(Brief)
Report each line of the entries that includes "template" by copying it.

[Stored data]

--- --- ---

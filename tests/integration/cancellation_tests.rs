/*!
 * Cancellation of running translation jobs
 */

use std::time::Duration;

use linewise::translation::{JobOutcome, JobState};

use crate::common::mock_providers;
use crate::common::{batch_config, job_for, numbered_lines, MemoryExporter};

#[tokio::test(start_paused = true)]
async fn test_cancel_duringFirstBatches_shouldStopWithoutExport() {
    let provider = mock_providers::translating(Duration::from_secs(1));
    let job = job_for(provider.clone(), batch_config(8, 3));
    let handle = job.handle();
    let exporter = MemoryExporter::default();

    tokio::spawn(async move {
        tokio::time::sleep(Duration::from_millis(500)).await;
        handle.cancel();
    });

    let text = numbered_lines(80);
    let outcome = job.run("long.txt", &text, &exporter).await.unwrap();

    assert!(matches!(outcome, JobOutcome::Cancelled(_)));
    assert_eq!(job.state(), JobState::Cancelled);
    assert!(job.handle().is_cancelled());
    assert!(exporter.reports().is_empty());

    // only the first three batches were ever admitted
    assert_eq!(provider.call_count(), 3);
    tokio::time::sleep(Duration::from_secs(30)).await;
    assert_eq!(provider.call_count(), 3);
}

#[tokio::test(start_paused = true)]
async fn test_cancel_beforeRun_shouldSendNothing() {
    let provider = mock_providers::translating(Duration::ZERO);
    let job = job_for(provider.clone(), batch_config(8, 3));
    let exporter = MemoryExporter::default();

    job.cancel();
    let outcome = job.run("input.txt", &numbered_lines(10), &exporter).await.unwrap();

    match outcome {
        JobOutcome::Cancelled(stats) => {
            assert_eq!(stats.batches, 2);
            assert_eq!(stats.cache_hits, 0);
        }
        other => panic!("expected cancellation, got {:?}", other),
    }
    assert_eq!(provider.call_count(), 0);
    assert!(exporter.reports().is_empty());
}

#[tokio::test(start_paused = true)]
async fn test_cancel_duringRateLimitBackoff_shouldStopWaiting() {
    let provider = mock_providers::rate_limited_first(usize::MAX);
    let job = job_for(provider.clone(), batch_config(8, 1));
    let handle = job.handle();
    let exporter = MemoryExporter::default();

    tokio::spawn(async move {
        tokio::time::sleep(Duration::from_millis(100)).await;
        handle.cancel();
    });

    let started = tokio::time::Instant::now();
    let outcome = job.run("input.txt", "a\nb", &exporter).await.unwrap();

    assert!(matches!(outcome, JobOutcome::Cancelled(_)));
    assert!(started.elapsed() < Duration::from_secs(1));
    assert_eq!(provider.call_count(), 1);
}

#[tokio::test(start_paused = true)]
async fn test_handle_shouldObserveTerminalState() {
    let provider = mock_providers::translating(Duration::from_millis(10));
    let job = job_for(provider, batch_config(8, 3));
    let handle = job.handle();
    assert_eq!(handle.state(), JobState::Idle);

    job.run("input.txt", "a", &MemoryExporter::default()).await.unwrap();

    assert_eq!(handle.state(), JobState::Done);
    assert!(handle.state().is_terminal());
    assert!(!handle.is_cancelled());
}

--- --- ---

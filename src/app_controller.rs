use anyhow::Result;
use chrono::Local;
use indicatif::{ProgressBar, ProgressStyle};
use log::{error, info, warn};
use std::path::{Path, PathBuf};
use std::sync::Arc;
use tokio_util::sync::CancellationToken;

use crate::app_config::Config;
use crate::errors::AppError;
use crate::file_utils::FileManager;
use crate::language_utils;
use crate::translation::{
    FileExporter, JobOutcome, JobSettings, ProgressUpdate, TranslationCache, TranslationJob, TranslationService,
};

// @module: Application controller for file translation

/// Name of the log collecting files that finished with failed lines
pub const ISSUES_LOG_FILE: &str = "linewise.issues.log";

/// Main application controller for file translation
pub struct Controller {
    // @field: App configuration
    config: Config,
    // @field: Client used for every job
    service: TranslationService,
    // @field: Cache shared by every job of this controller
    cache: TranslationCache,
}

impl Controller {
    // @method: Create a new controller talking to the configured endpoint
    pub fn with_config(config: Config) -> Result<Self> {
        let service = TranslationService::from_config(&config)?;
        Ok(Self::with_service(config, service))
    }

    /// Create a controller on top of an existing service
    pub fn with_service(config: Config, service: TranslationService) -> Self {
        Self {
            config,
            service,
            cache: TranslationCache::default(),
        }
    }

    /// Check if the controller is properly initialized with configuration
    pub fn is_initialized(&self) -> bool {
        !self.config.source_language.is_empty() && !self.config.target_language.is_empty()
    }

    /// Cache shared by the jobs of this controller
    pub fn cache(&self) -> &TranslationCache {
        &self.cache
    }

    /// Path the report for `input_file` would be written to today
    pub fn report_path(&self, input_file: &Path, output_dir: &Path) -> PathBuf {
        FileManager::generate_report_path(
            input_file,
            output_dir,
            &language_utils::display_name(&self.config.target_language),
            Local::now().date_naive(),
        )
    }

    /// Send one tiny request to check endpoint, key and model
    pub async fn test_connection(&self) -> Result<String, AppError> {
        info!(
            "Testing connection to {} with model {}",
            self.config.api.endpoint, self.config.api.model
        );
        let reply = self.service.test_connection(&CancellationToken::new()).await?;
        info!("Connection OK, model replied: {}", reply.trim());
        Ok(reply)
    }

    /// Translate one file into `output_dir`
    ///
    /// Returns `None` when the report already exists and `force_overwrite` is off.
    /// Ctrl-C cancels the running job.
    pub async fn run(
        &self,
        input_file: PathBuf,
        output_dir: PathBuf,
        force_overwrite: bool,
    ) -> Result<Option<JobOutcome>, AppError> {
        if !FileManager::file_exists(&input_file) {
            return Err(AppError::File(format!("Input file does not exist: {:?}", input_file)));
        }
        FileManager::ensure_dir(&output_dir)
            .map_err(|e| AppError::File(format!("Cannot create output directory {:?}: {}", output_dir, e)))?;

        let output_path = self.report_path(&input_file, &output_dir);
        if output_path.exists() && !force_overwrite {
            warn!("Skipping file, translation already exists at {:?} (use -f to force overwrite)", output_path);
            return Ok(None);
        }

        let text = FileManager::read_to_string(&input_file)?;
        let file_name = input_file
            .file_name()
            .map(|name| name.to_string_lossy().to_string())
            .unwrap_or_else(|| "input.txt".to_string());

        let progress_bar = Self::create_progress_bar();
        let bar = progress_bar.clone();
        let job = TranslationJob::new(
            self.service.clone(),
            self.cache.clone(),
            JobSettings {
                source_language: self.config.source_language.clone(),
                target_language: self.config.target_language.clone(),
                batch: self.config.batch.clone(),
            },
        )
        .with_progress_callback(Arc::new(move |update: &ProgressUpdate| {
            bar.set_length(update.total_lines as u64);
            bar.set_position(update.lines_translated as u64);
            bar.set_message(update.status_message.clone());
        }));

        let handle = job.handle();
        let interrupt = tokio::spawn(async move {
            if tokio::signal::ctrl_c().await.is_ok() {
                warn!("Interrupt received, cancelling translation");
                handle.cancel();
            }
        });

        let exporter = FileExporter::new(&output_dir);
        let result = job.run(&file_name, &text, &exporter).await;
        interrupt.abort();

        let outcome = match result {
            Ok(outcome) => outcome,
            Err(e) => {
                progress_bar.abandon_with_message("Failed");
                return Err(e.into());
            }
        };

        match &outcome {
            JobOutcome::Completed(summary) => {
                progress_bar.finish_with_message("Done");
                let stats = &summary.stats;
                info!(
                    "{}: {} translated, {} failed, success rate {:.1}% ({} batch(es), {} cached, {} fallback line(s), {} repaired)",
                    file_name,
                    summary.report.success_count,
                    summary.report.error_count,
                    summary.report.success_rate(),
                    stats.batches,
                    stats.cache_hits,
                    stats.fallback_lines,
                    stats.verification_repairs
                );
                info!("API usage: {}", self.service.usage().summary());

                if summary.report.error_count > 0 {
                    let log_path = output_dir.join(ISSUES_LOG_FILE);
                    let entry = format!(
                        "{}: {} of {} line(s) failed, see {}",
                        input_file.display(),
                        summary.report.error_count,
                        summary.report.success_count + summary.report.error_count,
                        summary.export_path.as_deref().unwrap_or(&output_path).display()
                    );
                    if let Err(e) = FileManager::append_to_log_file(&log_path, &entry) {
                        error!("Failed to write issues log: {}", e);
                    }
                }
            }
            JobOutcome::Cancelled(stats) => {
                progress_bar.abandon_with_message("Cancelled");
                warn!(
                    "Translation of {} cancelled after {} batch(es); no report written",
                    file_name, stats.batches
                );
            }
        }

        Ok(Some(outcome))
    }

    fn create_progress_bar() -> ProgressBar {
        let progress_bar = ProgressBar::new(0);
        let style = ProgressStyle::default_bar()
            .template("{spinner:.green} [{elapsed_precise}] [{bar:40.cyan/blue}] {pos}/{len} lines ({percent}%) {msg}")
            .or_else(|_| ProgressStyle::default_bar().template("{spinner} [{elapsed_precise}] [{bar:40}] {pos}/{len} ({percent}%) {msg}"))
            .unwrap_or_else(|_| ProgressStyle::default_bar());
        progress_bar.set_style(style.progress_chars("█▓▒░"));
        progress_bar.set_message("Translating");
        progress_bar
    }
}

--- --- ---

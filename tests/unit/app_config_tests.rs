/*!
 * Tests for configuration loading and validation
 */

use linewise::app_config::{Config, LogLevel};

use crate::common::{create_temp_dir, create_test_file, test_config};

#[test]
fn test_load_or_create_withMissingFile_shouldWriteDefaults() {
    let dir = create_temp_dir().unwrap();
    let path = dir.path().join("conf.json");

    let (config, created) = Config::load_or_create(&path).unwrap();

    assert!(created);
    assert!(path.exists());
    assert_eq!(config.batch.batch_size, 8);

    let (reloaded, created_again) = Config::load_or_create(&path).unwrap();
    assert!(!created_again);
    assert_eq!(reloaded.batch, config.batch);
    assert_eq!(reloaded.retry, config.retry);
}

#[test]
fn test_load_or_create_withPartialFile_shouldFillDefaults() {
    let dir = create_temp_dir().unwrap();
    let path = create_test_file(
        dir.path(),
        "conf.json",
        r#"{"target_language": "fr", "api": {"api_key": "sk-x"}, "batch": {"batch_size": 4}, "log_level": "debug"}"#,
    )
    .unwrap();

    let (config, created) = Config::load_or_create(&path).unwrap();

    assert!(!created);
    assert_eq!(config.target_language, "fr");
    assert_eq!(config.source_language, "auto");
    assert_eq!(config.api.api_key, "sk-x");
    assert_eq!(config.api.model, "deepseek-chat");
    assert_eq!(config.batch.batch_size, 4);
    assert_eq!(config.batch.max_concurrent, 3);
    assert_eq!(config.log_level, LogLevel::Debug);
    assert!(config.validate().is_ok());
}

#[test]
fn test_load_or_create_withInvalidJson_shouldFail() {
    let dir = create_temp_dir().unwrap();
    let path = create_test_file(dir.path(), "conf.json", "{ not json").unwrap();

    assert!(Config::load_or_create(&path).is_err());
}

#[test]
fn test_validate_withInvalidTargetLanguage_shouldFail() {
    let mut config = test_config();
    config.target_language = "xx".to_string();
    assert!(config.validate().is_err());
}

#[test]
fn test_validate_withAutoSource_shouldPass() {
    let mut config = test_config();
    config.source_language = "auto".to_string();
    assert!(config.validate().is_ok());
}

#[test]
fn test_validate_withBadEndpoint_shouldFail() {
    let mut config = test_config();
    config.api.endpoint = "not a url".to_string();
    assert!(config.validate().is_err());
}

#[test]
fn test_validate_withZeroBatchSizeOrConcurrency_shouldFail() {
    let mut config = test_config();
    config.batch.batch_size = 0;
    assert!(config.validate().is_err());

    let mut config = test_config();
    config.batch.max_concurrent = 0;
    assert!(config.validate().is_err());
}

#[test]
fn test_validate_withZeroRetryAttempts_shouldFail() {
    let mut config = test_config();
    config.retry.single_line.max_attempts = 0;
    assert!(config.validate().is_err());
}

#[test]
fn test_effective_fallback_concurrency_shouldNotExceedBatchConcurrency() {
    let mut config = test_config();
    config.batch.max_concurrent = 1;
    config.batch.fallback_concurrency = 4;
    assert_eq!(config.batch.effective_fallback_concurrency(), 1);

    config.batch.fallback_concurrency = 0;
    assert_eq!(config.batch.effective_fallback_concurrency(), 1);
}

--- --- ---

(Response)
            .template("{spinner:.green} [{elapsed_precise}] [{bar:40.cyan/blue}] {pos}/{len} lines ({percent}%) {msg}")
            .or_else(|_| ProgressStyle::default_bar().template("{spinner} [{elapsed_precise}] [{bar:40}] {pos}/{len} ({percent}%) {msg}"))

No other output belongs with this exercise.